Predicting intrinsic plasma rotation that helps stabilize various plasma instabilities that can adversely affect the plasma performance is important for prospective fusion grade devices. ITER-like scenarios have been extrapolated from measured experimental plasma rotation data but little is understood about the underlying mechanisms governing either the generation or dissipation of momentum in a Tokamak plasma. On ITER, rotation is expected to be dominated by intrinsic plasma processes whereas most experimental observations use strong momentum injection sources such as heating Neutral Beams. With a Diagnostic Neutral Beam, driving negligible toroidal velocity, CXRS in TCV provides a high quality direct measurement of the intrinsic plasma toroidal and poloidal rotation profiles for Ohmic and EC-heated plasmas in diverted and limited configurations for a wide range of plasma shaping. The plasma behavior can be separated by the core and edge regions. For limited configurations, core counter-current toroidal rotation scales inversely with plasma current (Scarabosio PPCF 2006) and exhibits a reproducible direction inversion with a $<$10{\%} rise in plasma density (Bortolon PRL 2006).
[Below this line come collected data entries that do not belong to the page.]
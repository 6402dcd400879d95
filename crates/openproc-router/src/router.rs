//! High-level router API.
//!
//! This module provides the main [`Router`] struct which is the primary
//! interface for building and matching routes.

use http::Method;

use crate::error::RouteError;
use crate::method_router::{MethodRouter, RouteEntry};
use crate::node::Node;
use crate::params::Params;
use crate::template::PathTemplate;
use crate::{Lookup, RouteMatch};

/// A radix tree path matcher for OpenAPI path templates.
///
/// Routes are matched in O(k) time where k is the number of path segments,
/// plus backtracking when a higher-ranked branch dead-ends.
///
/// # Example
///
/// ```rust
/// use openproc_router::Router;
/// use http::Method;
///
/// let mut router = Router::new();
/// router.insert(&Method::GET, "/users", "listUsers").unwrap();
/// router.insert(&Method::GET, "/users/{id}", "getUser").unwrap();
///
/// let result = router.match_route(&Method::GET, "/users/123").unwrap();
/// assert_eq!(result.procedure_id, "getUser");
/// assert_eq!(result.params.get("id"), Some("123"));
/// ```
///
/// # Route Priority
///
/// When multiple routes could match, each position is tried in this order:
///
/// 1. **Literal segments** (e.g., `/users/me`)
/// 2. **Parameter segments** (e.g., `/users/{id}`)
/// 3. **Catch-all segments** (e.g., `/files/{path+}`)
///
/// A branch that cannot complete is abandoned and the next kind is tried,
/// so the match with the longest literal prefix wins.
#[derive(Debug, Clone)]
pub struct Router {
    root: Node,
    routes: Vec<(Method, PathTemplate, String)>,
}

impl Default for Router {
    fn default() -> Self {
        Self::new()
    }
}

impl Router {
    /// Creates a new empty router.
    #[must_use]
    pub fn new() -> Self {
        Self {
            root: Node::root(),
            routes: Vec::new(),
        }
    }

    /// Parses `template` and binds it to `procedure_id` for `method`.
    ///
    /// # Errors
    ///
    /// Fails if the template is malformed, the method is not routable, or a
    /// structurally identical template is already registered for `method`
    /// (templates differing only in parameter names collide).
    pub fn insert(
        &mut self,
        method: &Method,
        template: &str,
        procedure_id: impl Into<String>,
    ) -> Result<(), RouteError> {
        let template = PathTemplate::parse(template)?;
        self.insert_template(method, template, procedure_id)
    }

    /// Binds an already compiled template.
    ///
    /// # Errors
    ///
    /// See [`Router::insert`].
    pub fn insert_template(
        &mut self,
        method: &Method,
        template: PathTemplate,
        procedure_id: impl Into<String>,
    ) -> Result<(), RouteError> {
        let procedure_id = procedure_id.into();
        let node = self.root.node_for(template.segments());
        node.methods.insert(
            method,
            RouteEntry::new(procedure_id.clone(), template.clone()),
        )?;
        self.routes.push((method.clone(), template, procedure_id));
        Ok(())
    }

    /// Matches a method and raw (still percent-encoded) path.
    ///
    /// Returns `None` when no route for `method` matches, or when a path
    /// segment does not decode to valid UTF-8.
    #[must_use]
    pub fn match_route(&self, method: &Method, path: &str) -> Option<RouteMatch<'_>> {
        let segments = decode_segments(path)?;
        let mut captures = Vec::new();
        let methods = self
            .root
            .match_segments(&segments, &mut captures, &|m: &MethodRouter| {
                m.get(method).is_some()
            })?;
        let entry = methods.get(method)?;

        let params = entry
            .template()
            .param_names()
            .map(str::to_string)
            .zip(captures)
            .collect::<Params>();

        Some(RouteMatch {
            procedure_id: entry.procedure_id(),
            template: entry.template(),
            params,
        })
    }

    /// Returns the methods registered for the best-ranked route matching
    /// `path`, regardless of the request method. Empty when nothing matches.
    #[must_use]
    pub fn allowed_methods(&self, path: &str) -> Vec<Method> {
        let Some(segments) = decode_segments(path) else {
            return Vec::new();
        };
        let mut captures = Vec::new();
        self.root
            .match_segments(&segments, &mut captures, &|m: &MethodRouter| !m.is_empty())
            .map(MethodRouter::allowed_methods)
            .unwrap_or_default()
    }

    /// Resolves a request into a match, a method mismatch, or nothing.
    #[must_use]
    pub fn lookup(&self, method: &Method, path: &str) -> Lookup<'_> {
        if let Some(found) = self.match_route(method, path) {
            return Lookup::Matched(found);
        }
        let allowed = self.allowed_methods(path);
        if allowed.is_empty() {
            Lookup::NotFound
        } else {
            Lookup::MethodNotAllowed(allowed)
        }
    }

    /// Returns registered routes in registration order.
    pub fn routes(&self) -> impl Iterator<Item = (&Method, &PathTemplate, &str)> {
        self.routes
            .iter()
            .map(|(method, template, proc_id)| (method, template, proc_id.as_str()))
    }

    /// Returns the number of routes registered.
    #[must_use]
    pub fn len(&self) -> usize {
        self.routes.len()
    }

    /// Returns true if no routes are registered.
    #[must_use]
    pub fn is_empty(&self) -> bool {
        self.routes.is_empty()
    }
}

/// Splits a path into non-empty, percent-decoded segments.
fn decode_segments(path: &str) -> Option<Vec<String>> {
    path.split('/')
        .filter(|s| !s.is_empty())
        .map(|s| urlencoding::decode(s).ok().map(|c| c.into_owned()))
        .collect()
}

#[cfg(test)]
mod tests {
    use super::*;

    fn router(routes: &[(Method, &str, &str)]) -> Router {
        let mut router = Router::new();
        for (method, template, proc_id) in routes {
            router.insert(method, template, *proc_id).unwrap();
        }
        router
    }

    #[test]
    fn test_router_new() {
        let router = Router::new();
        assert!(router.is_empty());
        assert_eq!(router.len(), 0);
    }

    #[test]
    fn test_router_match_static() {
        let router = router(&[(Method::GET, "/users", "listUsers")]);

        let result = router.match_route(&Method::GET, "/users").unwrap();
        assert_eq!(result.procedure_id, "listUsers");
        assert!(result.params.is_empty());
    }

    #[test]
    fn test_router_match_root() {
        let router = router(&[(Method::GET, "/", "health")]);
        assert_eq!(
            router.match_route(&Method::GET, "/").unwrap().procedure_id,
            "health"
        );
        assert!(router.match_route(&Method::GET, "/x").is_none());
    }

    #[test]
    fn test_router_param_names_per_method() {
        let router = router(&[
            (Method::GET, "/users/{id}", "getUser"),
            (Method::DELETE, "/users/{userId}", "deleteUser"),
        ]);

        let get = router.match_route(&Method::GET, "/users/7").unwrap();
        assert_eq!(get.params.get("id"), Some("7"));

        let delete = router.match_route(&Method::DELETE, "/users/7").unwrap();
        assert_eq!(delete.params.get("userId"), Some("7"));
        assert_eq!(delete.params.get("id"), None);
    }

    #[test]
    fn test_router_percent_decoding() {
        let router = router(&[(Method::GET, "/users/{name}", "getUser")]);

        let result = router
            .match_route(&Method::GET, "/users/j%C3%BCrgen%20m")
            .unwrap();
        assert_eq!(result.params.get("name"), Some("jürgen m"));

        let result = router.match_route(&Method::GET, "/users/a%2Fb").unwrap();
        assert_eq!(result.params.get("name"), Some("a/b"));
    }

    #[test]
    fn test_router_invalid_utf8_is_no_match() {
        let router = router(&[(Method::GET, "/users/{name}", "getUser")]);
        assert!(router.match_route(&Method::GET, "/users/%FF%FE").is_none());
    }

    #[test]
    fn test_router_trailing_and_repeated_slashes() {
        let router = router(&[(Method::GET, "/users/{id}", "getUser")]);
        assert!(router.match_route(&Method::GET, "/users/1/").is_some());
        assert!(router.match_route(&Method::GET, "//users//1").is_some());
    }

    #[test]
    fn test_router_case_sensitive_literals() {
        let router = router(&[(Method::GET, "/users", "listUsers")]);
        assert!(router.match_route(&Method::GET, "/Users").is_none());
    }

    #[test]
    fn test_router_lookup_method_not_allowed() {
        let router = router(&[
            (Method::GET, "/users", "listUsers"),
            (Method::POST, "/users", "createUser"),
        ]);

        match router.lookup(&Method::DELETE, "/users") {
            Lookup::MethodNotAllowed(allowed) => {
                assert_eq!(allowed, vec![Method::GET, Method::POST]);
            }
            other => panic!("expected MethodNotAllowed, got {other:?}"),
        }
        assert!(matches!(
            router.lookup(&Method::GET, "/posts"),
            Lookup::NotFound
        ));
        assert!(matches!(
            router.lookup(&Method::GET, "/users"),
            Lookup::Matched(_)
        ));
    }

    #[test]
    fn test_router_duplicate_shape_rejected() {
        let mut router = router(&[(Method::GET, "/users/{id}", "getUser")]);
        let err = router
            .insert(&Method::GET, "/users/{userId}", "fetchUser")
            .unwrap_err();
        assert!(matches!(err, RouteError::Conflict { .. }));
        assert_eq!(router.len(), 1);

        router
            .insert(&Method::PUT, "/users/{userId}", "updateUser")
            .unwrap();
        assert_eq!(router.len(), 2);
    }

    #[test]
    fn test_router_routes_in_registration_order() {
        let router = router(&[
            (Method::POST, "/b", "second"),
            (Method::GET, "/a", "first"),
        ]);
        let listed: Vec<_> = router
            .routes()
            .map(|(m, t, p)| (m.clone(), t.as_str().to_string(), p.to_string()))
            .collect();
        assert_eq!(
            listed,
            vec![
                (Method::POST, "/b".to_string(), "second".to_string()),
                (Method::GET, "/a".to_string(), "first".to_string()),
            ]
        );
    }
}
In diverted configurations, a co-current toroidal velocity reverses direction with a $<$10{\%} rise in plasma density. Edge toroidal rotation is strongly frictional for limited configurations whereas an edge velocity scaling with core density is observed for diverted configurations. Core toroidal momentum is strongly distributed by sawteeth but the rotation torque evolves and inverts separately from the edge. The behavior of the rotation and deduced radial electric field profiles are shown as a function of plasma shape and compared to changes in other plasma parameters.